*What is expected:* Search the records below for the word "MarkReadRequest". Pull out each line that has it.

*Stored data:*
▽
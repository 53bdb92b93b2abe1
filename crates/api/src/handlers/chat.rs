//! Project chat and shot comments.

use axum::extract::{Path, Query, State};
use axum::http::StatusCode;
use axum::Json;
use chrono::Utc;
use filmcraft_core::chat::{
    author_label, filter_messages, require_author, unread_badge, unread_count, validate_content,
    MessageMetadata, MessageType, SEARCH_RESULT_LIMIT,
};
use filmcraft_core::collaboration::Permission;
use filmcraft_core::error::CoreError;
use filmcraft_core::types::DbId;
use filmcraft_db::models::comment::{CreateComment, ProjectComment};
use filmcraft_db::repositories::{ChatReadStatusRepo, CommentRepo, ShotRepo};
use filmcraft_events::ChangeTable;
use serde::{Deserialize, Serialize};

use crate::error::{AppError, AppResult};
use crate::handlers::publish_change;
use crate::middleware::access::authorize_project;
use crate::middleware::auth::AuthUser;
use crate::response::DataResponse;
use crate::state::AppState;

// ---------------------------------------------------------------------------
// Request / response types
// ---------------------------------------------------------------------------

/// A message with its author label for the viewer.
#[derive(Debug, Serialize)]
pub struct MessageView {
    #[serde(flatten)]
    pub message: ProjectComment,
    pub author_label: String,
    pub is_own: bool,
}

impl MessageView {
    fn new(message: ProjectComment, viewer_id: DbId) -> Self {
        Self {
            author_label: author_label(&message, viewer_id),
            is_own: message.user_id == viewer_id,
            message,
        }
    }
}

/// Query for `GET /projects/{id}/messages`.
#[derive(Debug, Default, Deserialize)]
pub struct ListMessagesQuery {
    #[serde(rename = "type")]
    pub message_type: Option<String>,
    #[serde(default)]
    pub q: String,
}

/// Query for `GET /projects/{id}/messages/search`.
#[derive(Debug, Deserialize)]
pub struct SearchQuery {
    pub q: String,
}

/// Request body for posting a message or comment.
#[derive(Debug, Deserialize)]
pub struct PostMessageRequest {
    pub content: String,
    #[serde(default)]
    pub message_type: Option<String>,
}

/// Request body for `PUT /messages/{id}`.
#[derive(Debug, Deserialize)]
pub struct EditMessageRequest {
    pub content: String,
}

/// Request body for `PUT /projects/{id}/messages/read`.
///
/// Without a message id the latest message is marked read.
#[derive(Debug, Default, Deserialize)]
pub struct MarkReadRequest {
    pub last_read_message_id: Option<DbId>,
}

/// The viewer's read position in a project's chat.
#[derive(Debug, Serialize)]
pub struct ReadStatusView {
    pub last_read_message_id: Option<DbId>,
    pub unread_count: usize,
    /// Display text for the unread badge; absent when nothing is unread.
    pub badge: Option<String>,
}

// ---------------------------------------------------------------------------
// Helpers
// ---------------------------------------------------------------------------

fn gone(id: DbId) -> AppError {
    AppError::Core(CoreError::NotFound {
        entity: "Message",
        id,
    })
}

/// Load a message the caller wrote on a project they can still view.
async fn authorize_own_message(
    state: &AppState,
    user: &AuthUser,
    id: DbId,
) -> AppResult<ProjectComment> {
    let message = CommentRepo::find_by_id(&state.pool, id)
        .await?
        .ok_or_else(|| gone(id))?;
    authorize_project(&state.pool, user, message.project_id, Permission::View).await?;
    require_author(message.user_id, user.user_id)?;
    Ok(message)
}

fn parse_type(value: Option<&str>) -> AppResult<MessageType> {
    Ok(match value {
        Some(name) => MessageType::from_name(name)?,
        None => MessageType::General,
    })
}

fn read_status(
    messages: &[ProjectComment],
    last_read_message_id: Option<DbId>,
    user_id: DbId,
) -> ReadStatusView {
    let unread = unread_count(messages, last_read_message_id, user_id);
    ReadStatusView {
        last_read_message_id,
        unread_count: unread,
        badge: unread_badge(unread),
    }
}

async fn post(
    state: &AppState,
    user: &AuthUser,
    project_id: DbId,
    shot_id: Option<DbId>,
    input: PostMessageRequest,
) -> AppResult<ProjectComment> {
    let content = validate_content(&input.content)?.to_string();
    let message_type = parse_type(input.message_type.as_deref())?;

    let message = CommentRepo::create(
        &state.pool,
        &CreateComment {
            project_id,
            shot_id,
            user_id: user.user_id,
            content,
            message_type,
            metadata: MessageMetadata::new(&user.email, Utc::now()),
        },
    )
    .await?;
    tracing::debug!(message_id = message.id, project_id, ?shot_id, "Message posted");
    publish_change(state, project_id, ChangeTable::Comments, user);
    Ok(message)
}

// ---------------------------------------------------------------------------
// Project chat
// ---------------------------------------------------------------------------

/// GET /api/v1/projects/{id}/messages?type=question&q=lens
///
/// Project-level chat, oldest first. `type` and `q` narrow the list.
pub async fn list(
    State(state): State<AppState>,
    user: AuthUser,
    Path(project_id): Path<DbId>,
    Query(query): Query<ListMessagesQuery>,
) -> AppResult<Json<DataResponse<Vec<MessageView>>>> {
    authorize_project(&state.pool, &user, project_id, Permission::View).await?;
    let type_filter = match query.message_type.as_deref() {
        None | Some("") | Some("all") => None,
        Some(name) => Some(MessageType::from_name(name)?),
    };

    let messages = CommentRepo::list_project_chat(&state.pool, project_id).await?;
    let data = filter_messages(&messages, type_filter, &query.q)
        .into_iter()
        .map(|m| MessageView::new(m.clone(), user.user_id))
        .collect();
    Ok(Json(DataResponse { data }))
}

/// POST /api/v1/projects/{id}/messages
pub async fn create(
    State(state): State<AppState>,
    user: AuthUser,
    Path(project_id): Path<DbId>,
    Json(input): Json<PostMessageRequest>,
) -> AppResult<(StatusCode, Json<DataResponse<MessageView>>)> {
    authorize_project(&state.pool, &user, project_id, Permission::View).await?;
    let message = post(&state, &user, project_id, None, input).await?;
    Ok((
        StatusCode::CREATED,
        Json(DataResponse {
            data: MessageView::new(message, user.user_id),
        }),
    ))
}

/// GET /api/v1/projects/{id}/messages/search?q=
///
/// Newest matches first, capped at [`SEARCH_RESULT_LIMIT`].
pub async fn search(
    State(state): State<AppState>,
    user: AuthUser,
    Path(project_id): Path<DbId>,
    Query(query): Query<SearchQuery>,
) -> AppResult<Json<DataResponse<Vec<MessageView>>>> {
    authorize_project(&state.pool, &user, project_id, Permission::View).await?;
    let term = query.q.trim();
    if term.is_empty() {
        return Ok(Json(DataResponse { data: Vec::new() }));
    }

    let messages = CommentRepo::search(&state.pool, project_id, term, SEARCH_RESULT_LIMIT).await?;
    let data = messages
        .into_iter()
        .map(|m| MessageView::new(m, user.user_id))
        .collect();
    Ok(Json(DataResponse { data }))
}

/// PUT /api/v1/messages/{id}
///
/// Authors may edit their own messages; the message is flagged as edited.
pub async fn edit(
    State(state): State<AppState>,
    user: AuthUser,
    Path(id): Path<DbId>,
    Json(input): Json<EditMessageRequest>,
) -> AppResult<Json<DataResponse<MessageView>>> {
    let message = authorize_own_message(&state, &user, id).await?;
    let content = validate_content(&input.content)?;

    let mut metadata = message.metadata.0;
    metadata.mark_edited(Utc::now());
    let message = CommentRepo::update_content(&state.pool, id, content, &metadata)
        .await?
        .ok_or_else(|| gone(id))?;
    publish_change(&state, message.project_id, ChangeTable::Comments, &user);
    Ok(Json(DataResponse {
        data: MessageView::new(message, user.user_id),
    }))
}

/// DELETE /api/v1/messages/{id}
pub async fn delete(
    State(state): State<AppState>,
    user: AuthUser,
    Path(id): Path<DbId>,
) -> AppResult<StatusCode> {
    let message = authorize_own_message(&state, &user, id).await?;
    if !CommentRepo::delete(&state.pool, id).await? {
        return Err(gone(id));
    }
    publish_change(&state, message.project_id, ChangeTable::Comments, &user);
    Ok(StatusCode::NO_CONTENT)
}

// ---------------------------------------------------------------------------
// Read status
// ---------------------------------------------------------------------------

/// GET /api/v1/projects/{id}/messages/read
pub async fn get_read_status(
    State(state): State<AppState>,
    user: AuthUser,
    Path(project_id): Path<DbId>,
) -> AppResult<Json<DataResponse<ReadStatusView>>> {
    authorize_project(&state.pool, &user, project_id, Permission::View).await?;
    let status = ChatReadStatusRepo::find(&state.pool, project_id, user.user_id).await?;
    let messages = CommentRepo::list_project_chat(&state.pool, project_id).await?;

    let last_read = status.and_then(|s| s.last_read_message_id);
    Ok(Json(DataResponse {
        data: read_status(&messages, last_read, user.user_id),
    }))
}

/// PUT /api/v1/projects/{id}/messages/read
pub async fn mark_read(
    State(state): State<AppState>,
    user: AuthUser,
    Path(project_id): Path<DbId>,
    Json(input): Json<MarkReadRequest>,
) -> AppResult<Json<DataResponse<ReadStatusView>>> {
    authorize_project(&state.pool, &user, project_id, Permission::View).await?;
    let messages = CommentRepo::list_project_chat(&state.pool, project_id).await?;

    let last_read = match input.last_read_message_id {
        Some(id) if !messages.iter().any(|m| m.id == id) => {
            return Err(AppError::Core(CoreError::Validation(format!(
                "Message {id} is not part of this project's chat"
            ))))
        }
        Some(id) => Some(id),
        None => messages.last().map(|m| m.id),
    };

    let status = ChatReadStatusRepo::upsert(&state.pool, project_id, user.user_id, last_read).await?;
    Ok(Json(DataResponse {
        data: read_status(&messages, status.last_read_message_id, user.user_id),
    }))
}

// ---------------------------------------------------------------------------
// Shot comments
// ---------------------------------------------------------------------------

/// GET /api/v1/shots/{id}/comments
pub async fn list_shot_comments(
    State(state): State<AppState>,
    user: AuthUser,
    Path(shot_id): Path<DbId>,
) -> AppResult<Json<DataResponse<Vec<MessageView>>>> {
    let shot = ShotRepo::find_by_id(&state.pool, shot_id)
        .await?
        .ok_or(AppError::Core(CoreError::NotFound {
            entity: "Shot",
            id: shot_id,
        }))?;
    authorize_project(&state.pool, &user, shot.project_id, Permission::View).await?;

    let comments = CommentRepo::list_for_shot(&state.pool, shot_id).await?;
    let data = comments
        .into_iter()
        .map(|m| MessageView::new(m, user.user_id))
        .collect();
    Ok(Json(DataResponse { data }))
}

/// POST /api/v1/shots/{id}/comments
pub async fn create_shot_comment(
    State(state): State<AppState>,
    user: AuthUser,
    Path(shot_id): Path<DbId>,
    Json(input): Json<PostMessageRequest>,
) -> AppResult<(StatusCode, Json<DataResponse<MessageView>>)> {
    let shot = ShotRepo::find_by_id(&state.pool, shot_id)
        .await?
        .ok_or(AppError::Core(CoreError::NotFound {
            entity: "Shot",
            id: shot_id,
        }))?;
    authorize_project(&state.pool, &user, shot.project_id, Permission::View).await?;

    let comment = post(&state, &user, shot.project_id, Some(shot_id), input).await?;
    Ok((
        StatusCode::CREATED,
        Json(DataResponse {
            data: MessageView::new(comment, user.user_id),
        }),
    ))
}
△
▽
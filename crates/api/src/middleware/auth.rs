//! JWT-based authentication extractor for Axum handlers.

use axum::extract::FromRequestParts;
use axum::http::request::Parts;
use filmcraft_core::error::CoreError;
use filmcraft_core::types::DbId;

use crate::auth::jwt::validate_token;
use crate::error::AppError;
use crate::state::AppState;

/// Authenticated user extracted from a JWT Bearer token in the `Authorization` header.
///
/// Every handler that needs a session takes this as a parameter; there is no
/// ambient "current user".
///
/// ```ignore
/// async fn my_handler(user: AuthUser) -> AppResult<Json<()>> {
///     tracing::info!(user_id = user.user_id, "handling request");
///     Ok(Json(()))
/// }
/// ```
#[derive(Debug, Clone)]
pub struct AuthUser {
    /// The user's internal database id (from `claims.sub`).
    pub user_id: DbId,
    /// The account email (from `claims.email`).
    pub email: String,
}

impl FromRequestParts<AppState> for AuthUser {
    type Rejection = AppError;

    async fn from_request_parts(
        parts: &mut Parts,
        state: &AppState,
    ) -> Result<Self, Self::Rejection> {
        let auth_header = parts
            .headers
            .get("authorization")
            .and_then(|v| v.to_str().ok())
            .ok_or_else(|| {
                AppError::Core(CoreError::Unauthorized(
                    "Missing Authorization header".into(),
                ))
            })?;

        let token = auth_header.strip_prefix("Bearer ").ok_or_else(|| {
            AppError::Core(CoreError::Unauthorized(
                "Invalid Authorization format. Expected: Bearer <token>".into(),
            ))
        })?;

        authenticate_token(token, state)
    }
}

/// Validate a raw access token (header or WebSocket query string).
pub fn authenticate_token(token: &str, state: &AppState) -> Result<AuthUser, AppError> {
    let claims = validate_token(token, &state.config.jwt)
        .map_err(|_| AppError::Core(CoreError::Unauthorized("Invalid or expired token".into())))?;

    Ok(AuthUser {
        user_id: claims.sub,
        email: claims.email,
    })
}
△
▽
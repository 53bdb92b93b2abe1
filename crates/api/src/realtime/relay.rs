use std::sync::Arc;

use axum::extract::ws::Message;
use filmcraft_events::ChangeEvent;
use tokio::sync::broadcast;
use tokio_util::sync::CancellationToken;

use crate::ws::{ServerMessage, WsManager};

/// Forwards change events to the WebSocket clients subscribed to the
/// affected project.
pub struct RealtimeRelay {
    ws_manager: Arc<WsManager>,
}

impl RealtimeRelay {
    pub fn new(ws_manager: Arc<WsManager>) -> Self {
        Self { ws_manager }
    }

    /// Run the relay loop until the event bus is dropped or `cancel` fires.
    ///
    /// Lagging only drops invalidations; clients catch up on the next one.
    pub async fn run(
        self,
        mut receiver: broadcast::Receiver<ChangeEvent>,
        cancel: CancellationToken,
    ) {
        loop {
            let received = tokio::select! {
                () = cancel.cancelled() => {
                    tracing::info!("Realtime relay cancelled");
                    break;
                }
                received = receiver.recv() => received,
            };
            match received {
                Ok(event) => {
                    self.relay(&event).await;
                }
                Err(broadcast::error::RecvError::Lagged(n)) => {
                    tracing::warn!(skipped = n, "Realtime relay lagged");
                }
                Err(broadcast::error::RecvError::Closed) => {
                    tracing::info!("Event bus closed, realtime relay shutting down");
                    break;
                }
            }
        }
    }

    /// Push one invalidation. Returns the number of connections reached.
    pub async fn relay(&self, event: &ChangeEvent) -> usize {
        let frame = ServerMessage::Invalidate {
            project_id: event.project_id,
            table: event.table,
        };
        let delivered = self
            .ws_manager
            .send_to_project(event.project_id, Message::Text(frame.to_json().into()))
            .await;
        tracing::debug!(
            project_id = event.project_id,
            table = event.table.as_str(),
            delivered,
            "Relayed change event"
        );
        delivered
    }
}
△
*Response to this exercise:*
pub struct MarkReadRequest {
    Json(input): Json<MarkReadRequest>,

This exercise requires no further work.